Load it alongside api.php:

->withRouting(
    then: function (): void {
        Route::middleware('api')
             ->group(base_path('routes/api_v2.php'));
    }
)

Both v1 and v2 coexist. When all clients are on v2, deprecate v1 with a warning middleware, then remove.


Route Caching

In production, cache routes for a significant performance boost:

php artisan route:cache

Requirements for route caching:

  • No closures in route files (they can’t be serialized — always use controller classes)
  • Run after every deploy: php artisan route:cache

Inspect the full route list at any time:

php artisan route:list --except-vendor
php artisan route:list --path=admin
php artisan route:list --method=POST

Key Takeaways

  • Split route files by the audience they serve: admin.phpmerchandiser.phpemployee.php.
  • Apply middleware and prefix at the loader level — route files themselves should be clean groups.
  • URL paths are kebab-case. Route names are camelCase, dot-separated.
  • API versioning: add api_v2.php instead of breaking existing routes.
  • No closures in route files — always reference controller classes so routes can be cached.

Tips and Gotchas

⚠️ Warning: Avoid adding Route::resource() to routes/web.php for admin routes. When all routes share one file, you lose the ability to apply different middleware groups cleanly. Split the files, then apply middleware at the group level.

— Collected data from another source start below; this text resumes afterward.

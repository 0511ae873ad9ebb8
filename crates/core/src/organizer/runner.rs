//! Organizer run loop.

use chrono::Utc;
use std::path::{Path, PathBuf};
use tokio::fs;
use tracing::{debug, info, warn};

use crate::config::Config;
use crate::hint;
use crate::placer::{FsPlacer, Placer};
use crate::scaffold::Scaffolder;

use super::types::{OrganizerError, PlacementResult, RunReport};

/// Reason recorded when neither a comment nor the filename yields a path.
pub const REASON_NOT_FOUND: &str = "No target path found in comments or filename";

/// A regular file in the source directory.
#[derive(Debug, Clone, PartialEq, Eq)]
pub struct SourceFile {
    /// File name as listed in the source directory.
    pub name: String,
    /// Full path inside the source directory.
    pub path: PathBuf,
}

/// Returns the filename itself as a target path when it contains a `/`.
pub fn filename_fallback(name: &str) -> Option<&str> {
    name.contains('/').then_some(name)
}

/// Sorts the files of a source directory into the project tree.
pub struct Organizer<P: Placer> {
    source_dir: PathBuf,
    placer: P,
    scaffolder: Scaffolder,
}

impl Organizer<FsPlacer> {
    /// Creates an organizer backed by the file system placer.
    pub fn from_config(config: &Config) -> Self {
        let placer = FsPlacer::new(&config.project_dir, config.placer.clone());
        let scaffolder = Scaffolder::new(&config.project_dir, config.scaffold.clone());
        Self::new(&config.source_dir, placer, scaffolder)
    }
}

impl<P: Placer> Organizer<P> {
    /// Creates a new organizer.
    pub fn new(source_dir: impl Into<PathBuf>, placer: P, scaffolder: Scaffolder) -> Self {
        Self {
            source_dir: source_dir.into(),
            placer,
            scaffolder,
        }
    }

    /// The placer files are handed to.
    pub fn placer(&self) -> &P {
        &self.placer
    }

    /// Runs a full pass over the source directory.
    ///
    /// Only the fatal preconditions are returned as errors; every per-file
    /// failure ends up in the report.
    pub async fn run(&self) -> Result<RunReport, OrganizerError> {
        let started_at = Utc::now();

        match fs::metadata(&self.source_dir).await {
            Ok(meta) if meta.is_dir() => {}
            _ => {
                return Err(OrganizerError::SourceMissing {
                    path: self.source_dir.clone(),
                })
            }
        }

        let root = self.placer.destination_root();
        if !root.is_dir() {
            fs::create_dir_all(root)
                .await
                .map_err(|e| OrganizerError::DestinationUncreatable {
                    path: root.to_path_buf(),
                    source: e,
                })?;
            info!("Created project directory {}", root.display());
        }

        let scaffold = self.scaffolder.create().await;
        info!(
            "Created {} directories in the project structure",
            scaffold.created
        );
        if !scaffold.failed.is_empty() {
            warn!(
                "{} scaffold directories could not be created",
                scaffold.failed.len()
            );
        }

        let files = self.list_source_files().await?;
        info!(
            "Organizing {} files from {} using placer '{}'",
            files.len(),
            self.source_dir.display(),
            self.placer.name()
        );

        let mut report = RunReport::new(started_at, scaffold.created);
        for file in files {
            let result = self.organize_file(&file.name, &file.path).await;
            report = report.record(file.name, result);
        }

        Ok(report.finish())
    }

    /// Decides where one file goes and places it.
    ///
    /// A hint in the leading comments wins; otherwise a filename containing
    /// `/` is used as-is. Without either, nothing is written.
    pub async fn organize_file(&self, name: &str, path: &Path) -> PlacementResult {
        let (hinted, read_error) = match hint::scan_file(path).await {
            Ok(found) => (found.map(|h| h.path), None),
            Err(e) => {
                warn!("{}", e);
                (None, Some(e))
            }
        };

        let target = hinted.or_else(|| filename_fallback(name).map(str::to_string));

        let Some(target) = target else {
            let reason = match read_error {
                Some(e) => format!("Could not read file: {}", e),
                None => REASON_NOT_FOUND.to_string(),
            };
            warn!("{}: {}", name, reason);
            return PlacementResult::NotFound { reason };
        };

        match self.placer.place(path, &target).await {
            Ok(placed) => {
                info!("Copied: {} -> {}", name, placed.relative_path);
                PlacementResult::Success {
                    relative_path: placed.relative_path,
                    destination: placed.destination,
                }
            }
            Err(e) => {
                warn!("Failed to copy {}: {}", name, e);
                PlacementResult::CopyError {
                    reason: format!("Failed to copy file: {}", e),
                }
            }
        }
    }

    /// Lists the files of the source directory, sorted by name.
    ///
    /// Entries whose metadata cannot be read (e.g. dangling symlinks) are
    /// kept so they show up in the report.
    async fn list_source_files(&self) -> Result<Vec<SourceFile>, OrganizerError> {
        let unreadable = |e: std::io::Error| OrganizerError::SourceUnreadable {
            path: self.source_dir.clone(),
            source: e,
        };

        let mut entries = fs::read_dir(&self.source_dir).await.map_err(unreadable)?;
        let mut files = Vec::new();

        while let Some(entry) = entries.next_entry().await.map_err(unreadable)? {
            let path = entry.path();
            let name = entry.file_name().to_string_lossy().into_owned();

            // Follows symlinks
            match fs::metadata(&path).await {
                Ok(meta) if meta.is_file() => files.push(SourceFile { name, path }),
                Ok(_) => debug!("Skipping non-file entry {}", name),
                Err(e) => {
                    warn!("Cannot stat {}: {}", name, e);
                    files.push(SourceFile { name, path });
                }
            }
        }

        files.sort_by(|a, b| a.name.cmp(&b.name));
        Ok(files)
    }
}
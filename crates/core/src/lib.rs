pub mod config;
pub mod hint;
pub mod organizer;
pub mod placer;
pub mod report;
pub mod scaffold;
pub mod testing;

pub use config::{load_config, load_config_from, validate_config, Config, ConfigError};
pub use hint::{
    extract_path, find_hint, is_valid_path, scan_file, CommentSyntax, HintError, PathHint,
};
pub use organizer::{
    Organizer, OrganizerError, Placement, PlacementResult, Problem, ProblemKind, RunReport,
};
pub use placer::{FsPlacer, PlacedFile, Placer, PlacerConfig, PlacerError};
pub use report::{render, ReportView};
pub use scaffold::{ScaffoldSummary, Scaffolder, DEFAULT_SCAFFOLD};
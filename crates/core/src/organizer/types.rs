//! Types for the organizer module.

use chrono::{DateTime, Utc};
use serde::{Deserialize, Serialize};
use std::path::PathBuf;
use thiserror::Error;

/// Fatal errors that abort a run before any file is processed.
#[derive(Debug, Error)]
pub enum OrganizerError {
    /// Source directory does not exist or is not a directory.
    #[error(
        "Source directory {path} does not exist; create it and put the files to organize inside"
    )]
    SourceMissing { path: PathBuf },

    /// Source directory exists but could not be listed.
    #[error("Failed to list source directory {path}: {source}")]
    SourceUnreadable {
        path: PathBuf,
        #[source]
        source: std::io::Error,
    },

    /// Destination root could not be created.
    #[error("Failed to create project directory {path}: {source}")]
    DestinationUncreatable {
        path: PathBuf,
        #[source]
        source: std::io::Error,
    },
}

/// Outcome of organizing a single file.
#[derive(Debug, Clone, PartialEq, Eq, Serialize, Deserialize)]
#[serde(tag = "outcome", rename_all = "snake_case")]
pub enum PlacementResult {
    /// File was copied to `destination`.
    Success {
        relative_path: String,
        destination: PathBuf,
    },
    /// No target path could be derived.
    NotFound { reason: String },
    /// A target path was found but placing the file failed.
    CopyError { reason: String },
}

/// Kind of problem recorded in a report.
#[derive(Debug, Clone, Copy, PartialEq, Eq, Serialize, Deserialize)]
#[serde(rename_all = "snake_case")]
pub enum ProblemKind {
    NotFound,
    CopyError,
}

/// A file that could not be placed.
#[derive(Debug, Clone, PartialEq, Eq, Serialize, Deserialize)]
pub struct Problem {
    /// File name in the source directory.
    pub file: String,
    pub kind: ProblemKind,
    /// Human-readable reason.
    pub reason: String,
}

/// A file that was placed.
#[derive(Debug, Clone, PartialEq, Eq, Serialize, Deserialize)]
pub struct Placement {
    /// File name in the source directory.
    pub file: String,
    pub relative_path: String,
    pub destination: PathBuf,
}

/// Aggregate result of a run.
///
/// Built by folding [`PlacementResult`]s with [`RunReport::record`], in the
/// order files were processed.
#[derive(Debug, Clone, PartialEq, Eq, Serialize, Deserialize)]
pub struct RunReport {
    pub success_count: usize,
    pub not_found_count: usize,
    pub error_count: usize,
    pub placements: Vec<Placement>,
    pub problems: Vec<Problem>,
    /// Scaffold directories created by this run.
    pub directories_created: usize,
    pub started_at: DateTime<Utc>,
    #[serde(skip_serializing_if = "Option::is_none")]
    pub finished_at: Option<DateTime<Utc>>,
}

impl RunReport {
    /// Creates an empty report.
    pub fn new(started_at: DateTime<Utc>, directories_created: usize) -> Self {
        Self {
            success_count: 0,
            not_found_count: 0,
            error_count: 0,
            placements: Vec::new(),
            problems: Vec::new(),
            directories_created,
            started_at,
            finished_at: None,
        }
    }

    /// Folds one file's outcome into the report.
    pub fn record(mut self, file: impl Into<String>, result: PlacementResult) -> Self {
        let file = file.into();
        match result {
            PlacementResult::Success {
                relative_path,
                destination,
            } => {
                self.success_count += 1;
                self.placements.push(Placement {
                    file,
                    relative_path,
                    destination,
                });
            }
            PlacementResult::NotFound { reason } => {
                self.not_found_count += 1;
                self.problems.push(Problem {
                    file,
                    kind: ProblemKind::NotFound,
                    reason,
                });
            }
            PlacementResult::CopyError { reason } => {
                self.error_count += 1;
                self.problems.push(Problem {
                    file,
                    kind: ProblemKind::CopyError,
                    reason,
                });
            }
        }
        self
    }

    /// Stamps the finish time.
    pub fn finish(mut self) -> Self {
        self.finished_at = Some(Utc::now());
        self
    }

    pub fn has_problems(&self) -> bool {
        !self.problems.is_empty()
    }

    /// Number of files processed.
    pub fn total_files(&self) -> usize {
        self.success_count + self.not_found_count + self.error_count
    }
}
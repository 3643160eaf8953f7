use super::builders::ItemBuilder;
use crate::items::{ItemAbility, ItemBonus, ItemDefinition, ItemRequirements, LearningBonus};
use crate::models::{EducationalFunction, EquipmentSlot, ItemType, LearningMethod, Rarity};

const FACTION: &str = "OrderOfNaturalHarmony";

/// Items for the Order of Natural Harmony: observation, meditation, and
/// bio-resonance work, strongest in natural environments.
pub fn get_natural_harmony_definitions() -> Vec<ItemDefinition> {
    vec![
        ItemBuilder::new(
            "harmony_meditation_stone",
            "Harmony Meditation Stone",
            "A smooth river stone that resonates with natural energy, enhancing focus during dawn and dusk meditation sessions.",
            ItemType::Equipment,
        )
        .weight(0.8)
        .value(250)
        .rarity(Rarity::Uncommon)
        .magical()
        .equipment_slot(EquipmentSlot::Neck)
        .bonus(
            LearningBonus::new(LearningMethod::Study, 0.35)
                .environment("natural")
                .time_bonus("dawn_dusk"),
        )
        .bonus(ItemBonus::energy_cost_reduction(0.25))
        .requirements(
            ItemRequirements::new()
                .resonance_sensitivity(40)
                .faction_rep(FACTION, 25),
        )
        .build(),

        ItemBuilder::new(
            "living_crystal_garden",
            "Living Crystal Garden",
            "A symbiotic collection of crystals that grow stronger as your understanding deepens, providing enhanced bio-resonance research capabilities.",
            ItemType::Tool,
        )
        .weight(50.0)
        .value(1500)
        .rarity(Rarity::Rare)
        .magical()
        .tool_function("symbiotic_research")
        .precision_bonus(0.4)
        .theory_focus("bio_resonance")
        .requirements(
            ItemRequirements::new()
                .resonance_sensitivity(50)
                .faction_rep(FACTION, 75)
                .theories(&["bio_resonance"]),
        )
        .build(),

        ItemBuilder::new(
            "natures_wisdom_tome",
            "Nature's Wisdom Tome",
            "An ancient book written on living bark that changes its teachings with the seasons, revealing different aspects of natural magic.",
            ItemType::Educational,
        )
        .weight(2.5)
        .value(800)
        .rarity(Rarity::Rare)
        .durability(90)
        .magical()
        .educational(EducationalFunction::KnowledgeArchive, 0.45)
        .applicable_theories(&["bio_resonance", "detection_arrays"])
        .seasonal_bonus()
        .requirements(ItemRequirements::new().faction_rep(FACTION, 75))
        .build(),

        ItemBuilder::new(
            "spiritual_balance_amulet",
            "Spiritual Balance Amulet",
            "A wooden amulet carved from sacred grove trees, providing protection against magical corruption and mental fatigue.",
            ItemType::Equipment,
        )
        .weight(0.3)
        .value(350)
        .rarity(Rarity::Uncommon)
        .magical()
        .equipment_slot(EquipmentSlot::Neck)
        .bonus(LearningBonus::new(LearningMethod::Observation, 0.3))
        .bonus(ItemBonus::fatigue_resistance(0.5))
        .requirements(ItemRequirements::new().faction_rep(FACTION, 25))
        .ability(
            ItemAbility::new("Inner Peace")
                .passive()
                .effect("stress_immunity"),
        )
        .build(),
    ]
}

💡 Tip: Use ->only(['index', 'store', 'show']) or ->except(['destroy']) on resource routes. Registering all 7 RESTful routes and only implementing 3 of them creates dead routes that could be exploited if you forget to add authorization to the missing ones.

🔥 Expert Note: Named routes are your API contract with the frontend. The name admin.orders.index is stable even if the URL path changes from /admin/orders to /dashboard/orders. Frontend devs using Ziggy or route() helpers are shielded from URL refactors.